James Martin was born on 3 January 1901 in Tocumwal, NSW. He was successful on his second enlistment attempt at 14 years and 3 months, departing from Melbourne in June 1915 with the 21st Infantry Battalion. Deployed with reinforcements for Gallipoli from Egypt, his transport ship was torpedoed by a German submarine and he spent several hours in the water before being rescued. He eventually landed on Gallipoli on 7 September.

Although battle casualties were slight in the time he was there, front-line work, short rations, sickness, flies, lice and mosquitoes took their toll on his unit. He contracted typhoid fever in late October and was evacuated to a hospital ship, having lost half his weight. He died of heart failure only two hours later, three months short of his 15th birthday. He was buried at sea and is commemorated on the Lone Pine Memorial on Gallipoli. He is thought to have been the youngest Australian to have died on active service in the First World War.

 Private Kenneth Norman McNamee, M.M.

Private Kenneth McNamee, M.M. (4258, 14th Battalion) was born in Ballarat, Victoria. He was working as a printer with “The Sporting World” and not yet 16 years old when he enlisted in July 1915. Kenneth was awarded a Military Medal for his “daring and coolness” while running messages and maintaining communication between Company and Battalion headquarters during the battle of Mouquet Farm in August 1916. Kenneth was wounded on 11 April 1917 during the battle of Bullecourt and was last seen being bandaged by two German Red Cross men. This was reported after the war by a fellow prisoner of war, who said that Kenneth had been badly wounded by a bullet just above his heart and was unlikely to live long. Kenneth is commemorated on the Villers-Bretonneux Memorial, Villers-Bretonneux, France. He was 17 years 9 months of age.

 Private Roy Henderson Robertson 

Private Roy Robertson (1765, 20th Battalion) was a shop assistant from Scarborough, NSW. He enlisted in June 1915, claiming to be 18 years old. Roy was killed in action at Russell’s Top, Gallipoli, on 7 November. His name is recorded on a memorial at Walker’s Ridge Cemetery, Gallipoli.

After the war his brother, James L. Robertson, who served with the 45th Battalion, wrote that Roy was 16 years 4 months when he died.
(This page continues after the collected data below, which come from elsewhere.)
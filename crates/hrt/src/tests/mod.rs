use std::sync::Arc;
use std::time::Duration;

use crate::alarm::HostAlarm;
use crate::config::ServiceConfig;
use crate::service::TimerService;

mod api;

pub(super) const WAIT: Duration = Duration::from_secs(2);

/// Service on a clock that only moves through `Timers::advance`.
pub(super) fn manual_service() -> TimerService {
    let config = ServiceConfig::builder()
        .name("hrt-test")
        .alarm_poll_interval(Duration::from_millis(10))
        .build();
    TimerService::with_config(config)
        .driver(Arc::new(HostAlarm::manual()))
        .start()
        .unwrap()
}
Private Ernest Arthur Deane

Private Ernest Arthur Deane (NX52899, 2/2nd Machine Gun Battalion), from Campbelltown, NSW died on active service in Egypt on 19 August 1941 when his dugout collapsed on him. He is commemorated on the El Alamein War Cemetery in Egypt. His service record file shows his birthdate on enlistment as 26 January 1920 but subsequent letters from his family post-war show his real birth date as 26 January 1925. This was somewhat common with those who looked and sounded old enough to enlist. He would have been 16 years and six months when he was killed accidentally.

 Private Thomas Arthur Jiggins

Private Thomas Arthur Jiggins (NX36926, 2/19th Infantry Battalion), from Barallan, NSW enlisted under his brother Frederick’s name, using his date of birth, 1 May 1920. He changed his name to his correct name in August 1941 in Malaya and did so by Statuary Declaration, without any mention of his correct birth date, 1 February 1925.

His service record shows him as missing believed wounded on 22 January 1942 and he was later officially presumed to be dead. (He was not recorded as a PoW.) The AWM Roll of Honour circular shows that he was only 16 years and 11 months when he died.

Dame Emma Maud McCarthy, GBE, RRC &  Bar, DStJ

Dame Maud McCarthy was born in Paddington, Sydney in 1859 and saw service as a nursing sister and army matron-in-chief in the Boer War and the First World War. Known as the nurses’ general, she was one of the most highly decorated women’s leaders of the First World War. 

She had moved from Australia to England by 1891 and began general nursing training at London Hospital, Whitechapel, becoming a sister in early 1894. She was selected by Princess Alexandra to go to the Boer War with five others as her own “military” nursing sisters and served with distinction from 1899-1902.

On return to England she was matron at a succession of military hospitals and became principal matron at the War Office in 1910. On the outbreak of war she served as Matron-in-Chief of the British Expeditionary Force in France and Flanders from 1914 to 1919, sailing on the first troop ship to leave England. By the time of Armistice there were over 6,000 in her charge and she had been responsible for the nursing of hundreds of thousands of casualties in the years 1914-1918. She retired in 1925 and died at home in Chelsea, London in 1949.

THE DEAD (IV) extract
Rupert Brooke, 1914

These hearts were woven of human joys and cares,
Washed marvellously with sorrow, swift to mirth.
The years had given them kindness. Dawn was theirs,
And sunset, and the colours of the earth.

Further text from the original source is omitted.